Chi combatte contro chi?
È molto difficile da dire. Molti gruppi sono stati danneggiati, molti sono stati arrestati, difficile dire se si tratti di criminali vecchi o nuovi. Sicuramente qualcuno si vuole impadronire di una grossa parte dei traffici che tradizionalmente sono in mano al crimine organizzato.
Quali sono le reazioni politiche?
Nessuna reazione. Il problema più grosso per tutti, in questo momento, è come verrà creato il governo e come sarà il futuro della Serbia, in termini di standard sociali, lavoro e lotta alla corruzione. Questi sono gli unici argomenti di cui si parla. Ci sono notizie sugli omicidi, ma nessuna reazione.
Eppure Ivica Dačić, ministro dell’Interno uscente e designato come futuro premier, si è speso molto contro il crimine organizzato negli ultimi anni…

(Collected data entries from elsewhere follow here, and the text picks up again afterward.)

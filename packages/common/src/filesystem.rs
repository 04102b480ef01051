use crate::result::CommonResult;
use nhaml_parser::Document;
use std::collections::HashMap;
use std::io;
use std::path::{Path, PathBuf};

/// File system abstraction for template loading and testing
pub trait TemplateFileSystem: Send + Sync {
    /// Check if a file exists
    fn exists(&self, path: &Path) -> bool;

    /// Read a template file to a string
    fn read_to_string(&self, path: &Path) -> io::Result<String>;

    /// Read and parse a template file
    fn load_document(&self, path: &Path) -> CommonResult<Document> {
        let source = self.read_to_string(path)?;
        Ok(nhaml_parser::parse(&source)?)
    }
}

/// Real file system implementation
pub struct RealFileSystem;

impl TemplateFileSystem for RealFileSystem {
    fn exists(&self, path: &Path) -> bool {
        path.is_file()
    }

    fn read_to_string(&self, path: &Path) -> io::Result<String> {
        std::fs::read_to_string(path)
    }
}

/// In-memory file system for testing
#[derive(Debug, Default)]
pub struct MockFileSystem {
    pub files: HashMap<PathBuf, String>,
}

impl MockFileSystem {
    pub fn new() -> Self {
        Self::default()
    }

    pub fn add_file(&mut self, path: impl Into<PathBuf>, source: impl Into<String>) {
        self.files.insert(path.into(), source.into());
    }

    pub fn with_file(mut self, path: impl Into<PathBuf>, source: impl Into<String>) -> Self {
        self.add_file(path, source);
        self
    }
}

impl TemplateFileSystem for MockFileSystem {
    fn exists(&self, path: &Path) -> bool {
        self.files.contains_key(path)
    }

    fn read_to_string(&self, path: &Path) -> io::Result<String> {
        self.files.get(path).cloned().ok_or_else(|| {
            io::Error::new(
                io::ErrorKind::NotFound,
                format!("{} not found", path.display()),
            )
        })
    }
}

#[cfg(test)]
mod tests {
    use super::*;
    use crate::CommonError;

    #[test]
    fn test_mock_file_system_loads_document() {
        let fs = MockFileSystem::new().with_file("/views/index.haml", "%p hi");
        assert!(fs.exists(Path::new("/views/index.haml")));
        let doc = fs.load_document(Path::new("/views/index.haml")).unwrap();
        assert_eq!(doc.children.len(), 1);
    }

    #[test]
    fn test_mock_file_system_missing_file() {
        let fs = MockFileSystem::new();
        let err = fs.load_document(Path::new("/nope.haml")).unwrap_err();
        match err {
            CommonError::Io(e) => assert_eq!(e.kind(), io::ErrorKind::NotFound),
            other => panic!("unexpected {:?}", other),
        }
        assert!(fs.load_document(Path::new("/nope.haml")).unwrap_err().is_not_found());
    }

    #[test]
    fn test_parse_errors_surface() {
        let fs = MockFileSystem::new().with_file("/bad.haml", "%a(href=\"x\"");
        let err = fs.load_document(Path::new("/bad.haml")).unwrap_err();
        assert!(matches!(err, CommonError::Parse(_)));
        assert!(!err.is_not_found());
    }

    #[test]
    fn test_real_file_system() {
        let dir = tempfile::tempdir().unwrap();
        let path = dir.path().join("page.haml");
        std::fs::write(&path, "%h1 Title").unwrap();

        let fs = RealFileSystem;
        assert!(fs.exists(&path));
        assert!(!fs.exists(&dir.path().join("missing.haml")));
        assert_eq!(fs.load_document(&path).unwrap().children.len(), 1);
    }
}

Non ho trovato sue dichiarazioni sugli omicidi ed è certo che, se un giornalista riesce a intervistarlo, l’unica domanda che gli farà è come e con chi vuole formare il governo. La tensione politica è alta in Serbia, un omicidio in questo momento non suscita grandi attenzioni. Le persone sono più occupate a pensare a come arrivare a fine mese.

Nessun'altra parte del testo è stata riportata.